Giter Club home page Giter Club logo

Comments (25)

StefanKarpinski avatar StefanKarpinski commented on May 22, 2024

Thanks for summarizing all of that here.

from gadfly.jl.

pygy avatar pygy commented on May 22, 2024

:-)

from gadfly.jl.

pao avatar pao commented on May 22, 2024

Thanks; sorry for junking up your pull request!

from gadfly.jl.

pygy avatar pygy commented on May 22, 2024

No problem, I'm actually interested in this discussion.

Color perception is quirky. While I understand @dcjones's wish to use an algorithm, it may be hard to beat cherry-picked schemes.

This Programmers.StackExchange discussion is somewhat relevant, see these:

There's also this Stack Overflow discussion, which leads to this:

from gadfly.jl.

timholy avatar timholy commented on May 22, 2024

If the task is to come up with a set of colors that are as easy to distinguish as possible (and of course this is far from the only interesting task when it comes to choosing colors), I don't think any of those examples come close to the algorithmically-generated one:

http://www.mathworks.com/matlabcentral/fx_files/29702/3/distinguishable_colors.png

(The one on the left is the relevant one.)

from gadfly.jl.

timholy avatar timholy commented on May 22, 2024

@dcjones, re fixing hue and lightness. Certainly that's a very nice touch in some cases! It adds a real sense of balance and elegance to the figure.

But if the task is simply to have as many different markers or lines as possible, then permitting variations in hue and lightness can also help increase the number of choices. If you compare your scatterplot in JuliaLang/julia#2278 against that bar stripe in my png file, to my eyes the typical minimum pairwise separation among >20 bars is approximately equivalent to the typical minimum pairwise separation among your 8 colors.

from gadfly.jl.

pao avatar pao commented on May 22, 2024

@timholy I haven't looked at the code you put up on FEX, but have you looked into (or implemented) an algorithm that also works when communicating with colorblind peers?

Certainly that's a very nice touch in some cases! It adds a real sense of balance and elegance to the figure.

But it does sacrifice contrast, as only color contrast remains. This contributes to making the points harder to distinguish.

from gadfly.jl.

timholy avatar timholy commented on May 22, 2024

but have you looked into (or implemented) an algorithm that also works when communicating with colorblind peers?

Nope, but if you have a suitable metric, it's trivial:

function colordiff_trichromatic(a,b)
  # Calculate the distance between two colors a and b, assuming typical trichromatic vision
end
function colordiff_rgblind(a,b)
  # Calculate the distance between two colors a and b, for red-green colorblind subjects
end

palette = distinguishable_colors(n, colordiff_rgblind)

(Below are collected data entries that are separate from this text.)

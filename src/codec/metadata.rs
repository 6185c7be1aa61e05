//! Out-of-band size metadata sent ahead of a stream.

use super::{ArrayKind, Payload};
use crate::dpf_error::DpfError;
use serde::{Deserialize, Serialize};
use std::collections::BTreeMap;
use std::str::FromStr;

/// Total payload size in bytes.
pub const SIZE_TOT: &str = "size_tot";
/// Element count of an int32 stream.
pub const SIZE_INT: &str = "size_int";
/// Element count of a float64 stream.
pub const SIZE_DOUBLE: &str = "size_double";
/// Byte count of a raw or string stream.
pub const SIZE_BYTES: &str = "size_bytes";
/// Number of strings carried by a string stream.
pub const NUM_STRINGS: &str = "num_strings";
/// Number of files in a file-transfer stream.
pub const NUM_FILES: &str = "num_files";
/// `"double"` for float64 streams.
pub const FLOAT_OR_DOUBLE: &str = "float_or_double";

/// String map carried in the initial metadata of a streaming call.
#[derive(Debug, Clone, Default, PartialEq, Eq, Serialize, Deserialize)]
pub struct StreamMetadata(BTreeMap<String, String>);

impl StreamMetadata {
    pub fn new() -> Self {
        Self::default()
    }

    /// Size keys describing `payload`.
    pub fn for_payload(payload: &Payload) -> Self {
        let mut m = Self::new();
        match payload {
            Payload::Int(v) => {
                m.insert(SIZE_TOT, v.len() * 4);
                m.insert(SIZE_INT, v.len());
            }
            Payload::Double(v) => {
                m.insert(SIZE_TOT, v.len() * 8);
                m.insert(SIZE_DOUBLE, v.len());
                m.insert(FLOAT_OR_DOUBLE, "double");
            }
            Payload::Bytes(v) => {
                m.insert(SIZE_TOT, v.len());
                m.insert(SIZE_BYTES, v.len());
            }
            Payload::Strings(v) => {
                let bytes: usize = v.iter().map(|s| s.len() + 1).sum();
                m.insert(SIZE_TOT, bytes);
                m.insert(SIZE_BYTES, bytes);
                m.insert(NUM_STRINGS, v.len());
            }
        }
        m
    }

    pub fn insert(&mut self, key: &str, value: impl ToString) {
        self.0.insert(key.to_string(), value.to_string());
    }

    pub fn with(mut self, key: &str, value: impl ToString) -> Self {
        self.insert(key, value);
        self
    }

    pub fn get<T: FromStr>(&self, key: &str) -> Option<T> {
        self.0.get(key).and_then(|v| v.parse().ok())
    }

    pub fn contains(&self, key: &str) -> bool {
        self.0.contains_key(key)
    }

    pub fn iter(&self) -> impl Iterator<Item = (&str, &str)> {
        self.0.iter().map(|(k, v)| (k.as_str(), v.as_str()))
    }

    /// Element type implied by the size keys.
    pub fn array_kind(&self) -> Result<ArrayKind, DpfError> {
        if self.contains(SIZE_INT) {
            Ok(ArrayKind::Int)
        } else if self.contains(SIZE_DOUBLE) {
            Ok(ArrayKind::Double)
        } else if self.contains(NUM_STRINGS) {
            Ok(ArrayKind::Strings)
        } else if self.contains(SIZE_BYTES) {
            Ok(ArrayKind::Bytes)
        } else {
            Err(DpfError::protocol("stream metadata carries no size key"))
        }
    }

    pub fn total_bytes(&self) -> Result<usize, DpfError> {
        self.get(SIZE_TOT)
            .ok_or_else(|| DpfError::protocol("stream metadata lacks `size_tot`"))
    }
}

#[cfg(test)]
mod tests {
    use super::*;

    #[test]
    fn kinds_are_recovered() {
        let cases = [
            Payload::Int(vec![1, 2]),
            Payload::Double(vec![1.0]),
            Payload::Bytes(vec![0; 5]),
            Payload::Strings(vec!["ab".into()]),
        ];
        for p in cases {
            let m = StreamMetadata::for_payload(&p);
            assert_eq!(m.array_kind().unwrap(), p.kind());
            assert_eq!(m.total_bytes().unwrap(), p.to_le_bytes().len());
        }
    }
}
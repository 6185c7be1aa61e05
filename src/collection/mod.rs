//! Collections of entries keyed by label-spaces.
//!
//! `add_entry` is an upsert keyed by the full label-space: an existing entry
//! with exactly the same bindings is replaced in place, otherwise the entry
//! is appended. `push_back_entry` always appends, even for a duplicate
//! label-space. `set_entry_by_index` replaces the entry at a position.
//! Insertion order is preserved for index-based access and for queries.

pub mod label_space;
pub mod primitive;

pub use label_space::LabelSpace;
pub use primitive::{CollectionOfDouble, CollectionOfInt, CollectionOfString, PrimitiveEntry};

use crate::any::Any;
use crate::data::scoping::to_i32;
use crate::data::{Field, PropertyField, Scoping, StringField};
use crate::dpf_error::{DpfError, none_if_not_found};
use crate::handle::{DpfObject, ObjectHandle, ensure_on};
use crate::mesh::MeshedRegion;
use crate::server::{self, Server};
use crate::support::Support;
use crate::transport::call::{
    Call, CollectionCall, EntityKind, EntryKind, EntryValue, ObjectId, OutputKind, Value,
};
use std::fmt;
use std::marker::PhantomData;

/// Type storable in a [`Collection`].
pub trait CollectionEntry: Sized {
    const ENTRY: EntryKind;

    /// Wire form of the entry, checked against the collection's backend.
    fn to_entry(&self, server: &Server) -> Result<EntryValue, DpfError>;

    fn from_value(value: Value, server: &Server) -> Result<Self, DpfError>;
}

macro_rules! object_entry {
    ($ty:ty, $entry:expr) => {
        impl CollectionEntry for $ty {
            const ENTRY: EntryKind = $entry;

            fn to_entry(&self, server: &Server) -> Result<EntryValue, DpfError> {
                ensure_on(server, self.handle())?;
                Ok(EntryValue::Object(self.object_id()))
            }

            fn from_value(value: Value, server: &Server) -> Result<Self, DpfError> {
                <$ty as $crate::handle::FromOutput>::from_value(value, server)
            }
        }
    };
}

object_entry!(Field, EntryKind::Field);
object_entry!(PropertyField, EntryKind::PropertyField);
object_entry!(StringField, EntryKind::StringField);
object_entry!(Scoping, EntryKind::Scoping);
object_entry!(MeshedRegion, EntryKind::MeshedRegion);
object_entry!(Any, EntryKind::Any);

/// Label-indexed collection of `T`.
pub struct Collection<T: CollectionEntry> {
    handle: ObjectHandle,
    _entries: PhantomData<T>,
}

pub type FieldsContainer = Collection<Field>;
pub type PropertyFieldsContainer = Collection<PropertyField>;
pub type StringFieldsContainer = Collection<StringField>;
pub type ScopingsContainer = Collection<Scoping>;
pub type MeshesContainer = Collection<MeshedRegion>;
pub type AnyCollection = Collection<Any>;

impl<T: CollectionEntry> fmt::Debug for Collection<T> {
    fn fmt(&self, f: &mut fmt::Formatter<'_>) -> fmt::Result {
        f.debug_struct("Collection")
            .field("entry", &T::ENTRY)
            .field("handle", &self.handle)
            .finish()
    }
}

impl<T: CollectionEntry> DpfObject for Collection<T> {
    fn accepts(kind: EntityKind) -> bool {
        kind == EntityKind::Collection(T::ENTRY)
    }

    fn output_kind() -> OutputKind {
        OutputKind::Object(EntityKind::Collection(T::ENTRY))
    }

    fn wrap(handle: ObjectHandle) -> Self {
        Self {
            handle,
            _entries: PhantomData,
        }
    }

    fn handle(&self) -> &ObjectHandle {
        &self.handle
    }
}

impl<T: CollectionEntry> Collection<T> {
    pub fn new(server: Option<&Server>) -> Result<Self, DpfError> {
        let server = server::resolve(server)?;
        let handle = ObjectHandle::create(&server, Call::Collection(CollectionCall::New { entry: T::ENTRY }))?;
        Ok(Self::wrap(handle))
    }

    fn id(&self) -> ObjectId {
        self.handle.id()
    }

    fn call(&self, call: CollectionCall) -> Result<crate::transport::call::Reply, DpfError> {
        self.handle.call(Call::Collection(call))
    }

    /// Declare a label; `default` fills it on entries that omit it.
    pub fn add_label(&self, label: &str, default: Option<i32>) -> Result<(), DpfError> {
        self.call(CollectionCall::AddLabel {
            obj: self.id(),
            label: label.to_string(),
            default,
        })?
        .into_unit()
    }

    pub fn labels(&self) -> Result<Vec<String>, DpfError> {
        self.call(CollectionCall::Labels { obj: self.id() })?.into_strings()
    }

    pub fn has_label(&self, label: &str) -> Result<bool, DpfError> {
        Ok(self.labels()?.iter().any(|l| l == label))
    }

    /// Upsert keyed by the full label-space.
    ///
    /// # Errors
    /// `InvalidArgument` for an undeclared label or a missing label without
    /// default.
    pub fn add_entry(&self, label_space: &LabelSpace, entry: &T) -> Result<(), DpfError> {
        let entry = entry.to_entry(self.handle.server())?;
        self.call(CollectionCall::AddEntry {
            obj: self.id(),
            label_space: label_space.clone(),
            entry,
        })?
        .into_unit()
    }

    /// Append, keeping any existing entry with the same label-space.
    pub fn push_back_entry(&self, label_space: &LabelSpace, entry: &T) -> Result<(), DpfError> {
        let entry = entry.to_entry(self.handle.server())?;
        self.call(CollectionCall::PushBackEntry {
            obj: self.id(),
            label_space: label_space.clone(),
            entry,
        })?
        .into_unit()
    }

    /// Replace the entry at `index`, keeping its label-space.
    pub fn set_entry_by_index(&self, index: usize, entry: &T) -> Result<(), DpfError> {
        let entry = entry.to_entry(self.handle.server())?;
        self.call(CollectionCall::SetEntryByIndex {
            obj: self.id(),
            index: to_i32(index)?,
            entry,
        })?
        .into_unit()
    }

    /// The single entry matching `label_space`.
    ///
    /// # Errors
    /// `NotFound` when nothing matches, `InvalidArgument` when several do.
    pub fn get_obj(&self, label_space: &LabelSpace) -> Result<T, DpfError> {
        let v = self
            .call(CollectionCall::GetEntry {
                obj: self.id(),
                label_space: label_space.clone(),
            })?
            .into_value()?;
        T::from_value(v, self.handle.server())
    }

    pub fn get_obj_by_index(&self, index: usize) -> Result<T, DpfError> {
        let v = self
            .call(CollectionCall::GetEntryByIndex {
                obj: self.id(),
                index: to_i32(index)?,
            })?
            .into_value()?;
        T::from_value(v, self.handle.server())
    }

    /// Every entry matching the sub-space, in insertion order.
    pub fn get_objs_for_label_space(&self, label_space: &LabelSpace) -> Result<Vec<T>, DpfError> {
        let server = self.handle.server();
        self.call(CollectionCall::GetEntries {
            obj: self.id(),
            label_space: label_space.clone(),
        })?
        .into_values()?
        .into_iter()
        .map(|v| T::from_value(v, server))
        .collect()
    }

    pub fn get_num_obj_for_label_space(&self, label_space: &LabelSpace) -> Result<usize, DpfError> {
        self.call(CollectionCall::CountEntries {
            obj: self.id(),
            label_space: label_space.clone(),
        })?
        .into_count()
    }

    pub fn get_label_space(&self, index: usize) -> Result<LabelSpace, DpfError> {
        self.call(CollectionCall::LabelSpaceByIndex {
            obj: self.id(),
            index: to_i32(index)?,
        })?
        .into_label_space()
    }

    /// Distinct values taken by `label`, in first-seen order.
    pub fn get_label_scoping(&self, label: &str) -> Result<Scoping, DpfError> {
        let raw = self
            .call(CollectionCall::LabelScoping {
                obj: self.id(),
                label: label.to_string(),
            })?
            .into_object()?;
        Scoping::from_handle(ObjectHandle::from_raw(raw, self.handle.server().clone()))
    }

    pub fn size(&self) -> Result<usize, DpfError> {
        self.call(CollectionCall::Size { obj: self.id() })?.into_count()
    }

    pub fn is_empty(&self) -> Result<bool, DpfError> {
        Ok(self.size()? == 0)
    }

    pub fn reserve(&self, n: usize) -> Result<(), DpfError> {
        self.call(CollectionCall::Reserve {
            obj: self.id(),
            size: to_i32(n)?,
        })?
        .into_unit()
    }

    /// Truncate, or grow with default-constructed entries.
    pub fn resize(&self, n: usize) -> Result<(), DpfError> {
        self.call(CollectionCall::Resize {
            obj: self.id(),
            size: to_i32(n)?,
        })?
        .into_unit()
    }

    /// Support attached to `label`, if any.
    pub fn get_support(&self, label: &str) -> Result<Option<Support>, DpfError> {
        let raw = self
            .call(CollectionCall::Support {
                obj: self.id(),
                label: label.to_string(),
            })
            .and_then(|r| r.into_object());
        match none_if_not_found(raw)? {
            Some(raw) => Support::from_handle(ObjectHandle::from_raw(raw, self.handle.server().clone())).map(Some),
            None => Ok(None),
        }
    }

    pub fn set_support(&self, label: &str, support: &Support) -> Result<(), DpfError> {
        self.handle.ensure_same_server(support.handle())?;
        self.call(CollectionCall::SetSupport {
            obj: self.id(),
            label: label.to_string(),
            support: support.handle().id(),
        })?
        .into_unit()
    }
}

impl FieldsContainer {
    /// Declare `time` and add one field per time set, keyed `{time: i + 1}`.
    pub fn from_time_series(fields: &[Field], server: Option<&Server>) -> Result<Self, DpfError> {
        let fc = Self::new(server)?;
        fc.add_label("time", None)?;
        for (i, f) in fields.iter().enumerate() {
            fc.add_entry(&LabelSpace::from([("time", to_i32(i + 1)?)]), f)?;
        }
        Ok(fc)
    }

    /// Field at time set `time` (1-based) among entries matching `extra`.
    pub fn field_at_time(&self, time: i32, extra: &LabelSpace) -> Result<Field, DpfError> {
        self.get_obj(&extra.clone().with("time", time))
    }
}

For colordiff_trichromatic I just used the Euclidean distance in LAB colorspace. I don't know the right thing to do for the various forms of colorblindness (and don't have time to look into it now), but I suspect this isn't very hard to get at least approximately correct. This is the nice thing about the approach, all it needs to generate colors is the ability to measure the "perceptual distance" between them.

from gadfly.jl.

StefanKarpinski avatar StefanKarpinski commented on May 22, 2024

Seems like if we have a metric for each common color perception regime (including normal color vision), then taking the min over all of them would give you a new metric which, if we optimize wrt, we'd get colors that are distinct for everyone.

from gadfly.jl.

timholy avatar timholy commented on May 22, 2024

I was just thinking the same thing...

from gadfly.jl.

pao avatar pao commented on May 22, 2024

Cool! That sounds like a valuable addition.

from gadfly.jl.

pygy avatar pygy commented on May 22, 2024

TL;DR: If you want to cover all types of color blindness, you'll end up with the grey scale. If you limit yourself to the most common cases(99% of the population), you should use the blue-yellow axis (a plane that intersects blue, yellow, white and black).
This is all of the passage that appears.